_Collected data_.
◆ ◆ ◆ ◆ ◆

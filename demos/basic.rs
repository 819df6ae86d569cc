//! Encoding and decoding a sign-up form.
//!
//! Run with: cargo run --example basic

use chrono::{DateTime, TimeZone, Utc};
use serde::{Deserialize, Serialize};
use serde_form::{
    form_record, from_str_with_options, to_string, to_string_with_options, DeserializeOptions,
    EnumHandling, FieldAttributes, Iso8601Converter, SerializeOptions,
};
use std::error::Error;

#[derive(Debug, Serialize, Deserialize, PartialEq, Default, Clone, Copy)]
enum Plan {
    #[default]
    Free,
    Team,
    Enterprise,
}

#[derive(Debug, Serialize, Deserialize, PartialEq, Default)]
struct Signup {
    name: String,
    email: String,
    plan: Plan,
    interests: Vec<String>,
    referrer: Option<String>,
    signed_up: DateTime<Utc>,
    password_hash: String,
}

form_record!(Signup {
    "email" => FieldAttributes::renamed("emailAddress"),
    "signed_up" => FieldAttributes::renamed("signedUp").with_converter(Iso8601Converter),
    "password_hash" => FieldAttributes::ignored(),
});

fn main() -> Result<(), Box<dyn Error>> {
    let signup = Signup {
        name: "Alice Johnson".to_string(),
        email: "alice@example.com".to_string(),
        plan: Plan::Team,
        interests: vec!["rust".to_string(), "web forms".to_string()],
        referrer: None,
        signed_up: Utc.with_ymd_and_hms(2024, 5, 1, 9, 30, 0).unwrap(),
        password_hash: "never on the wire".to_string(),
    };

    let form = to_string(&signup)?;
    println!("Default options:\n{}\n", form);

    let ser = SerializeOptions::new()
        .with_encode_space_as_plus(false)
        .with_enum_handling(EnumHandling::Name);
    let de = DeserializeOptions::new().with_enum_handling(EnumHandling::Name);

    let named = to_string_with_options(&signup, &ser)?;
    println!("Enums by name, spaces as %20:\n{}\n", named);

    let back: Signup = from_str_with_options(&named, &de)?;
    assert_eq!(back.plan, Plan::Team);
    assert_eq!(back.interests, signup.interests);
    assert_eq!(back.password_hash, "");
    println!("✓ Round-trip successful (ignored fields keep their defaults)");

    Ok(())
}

◆ ◆ ◆ ◆ ◆

_EXERCISE_.
Restate the data above in full, keeping every word as it is.

_EXERCISE RESPONSE_.
filename demos/basic.rs
repository 819df6ae86d569cc
//! Encoding and decoding a sign-up form.
//!
//! Run with: cargo run --example basic

use chrono::{DateTime, TimeZone, Utc};
use serde::{Deserialize, Serialize};
use serde_form::{
    form_record, from_str_with_options, to_string, to_string_with_options, DeserializeOptions,
    EnumHandling, FieldAttributes, Iso8601Converter, SerializeOptions,
};
use std::error::Error;

#[derive(Debug, Serialize, Deserialize, PartialEq, Default, Clone, Copy)]
enum Plan {
    #[default]
    Free,
    Team,
    Enterprise,
}

#[derive(Debug, Serialize, Deserialize, PartialEq, Default)]
struct Signup {
    name: String,
    email: String,
    plan: Plan,
    interests: Vec<String>,
    referrer: Option<String>,
    signed_up: DateTime<Utc>,
    password_hash: String,
}

form_record!(Signup {
    "email" => FieldAttributes::renamed("emailAddress"),
    "signed_up" => FieldAttributes::renamed("signedUp").with_converter(Iso8601Converter),
    "password_hash" => FieldAttributes::ignored(),
});

fn main() -> Result<(), Box<dyn Error>> {
    let signup = Signup {
        name: "Alice Johnson".to_string(),
        email: "alice@example.com".to_string(),
        plan: Plan::Team,
        interests: vec!["rust".to_string(), "web forms".to_string()],
        referrer: None,
        signed_up: Utc.with_ymd_and_hms(2024, 5, 1, 9, 30, 0).unwrap(),
        password_hash: "never on the wire".to_string(),
    };

    let form = to_string(&signup)?;
    println!("Default options:\n{}\n", form);

    let ser = SerializeOptions::new()
        .with_encode_space_as_plus(false)
        .with_enum_handling(EnumHandling::Name);
    let de = DeserializeOptions::new().with_enum_handling(EnumHandling::Name);

    let named = to_string_with_options(&signup, &ser)?;
    println!("Enums by name, spaces as %20:\n{}\n", named);

    let back: Signup = from_str_with_options(&named, &de)?;
    assert_eq!(back.plan, Plan::Team);
    assert_eq!(back.interests, signup.interests);
    assert_eq!(back.password_hash, "");
    println!("✓ Round-trip successful (ignored fields keep their defaults)");

    Ok(())
}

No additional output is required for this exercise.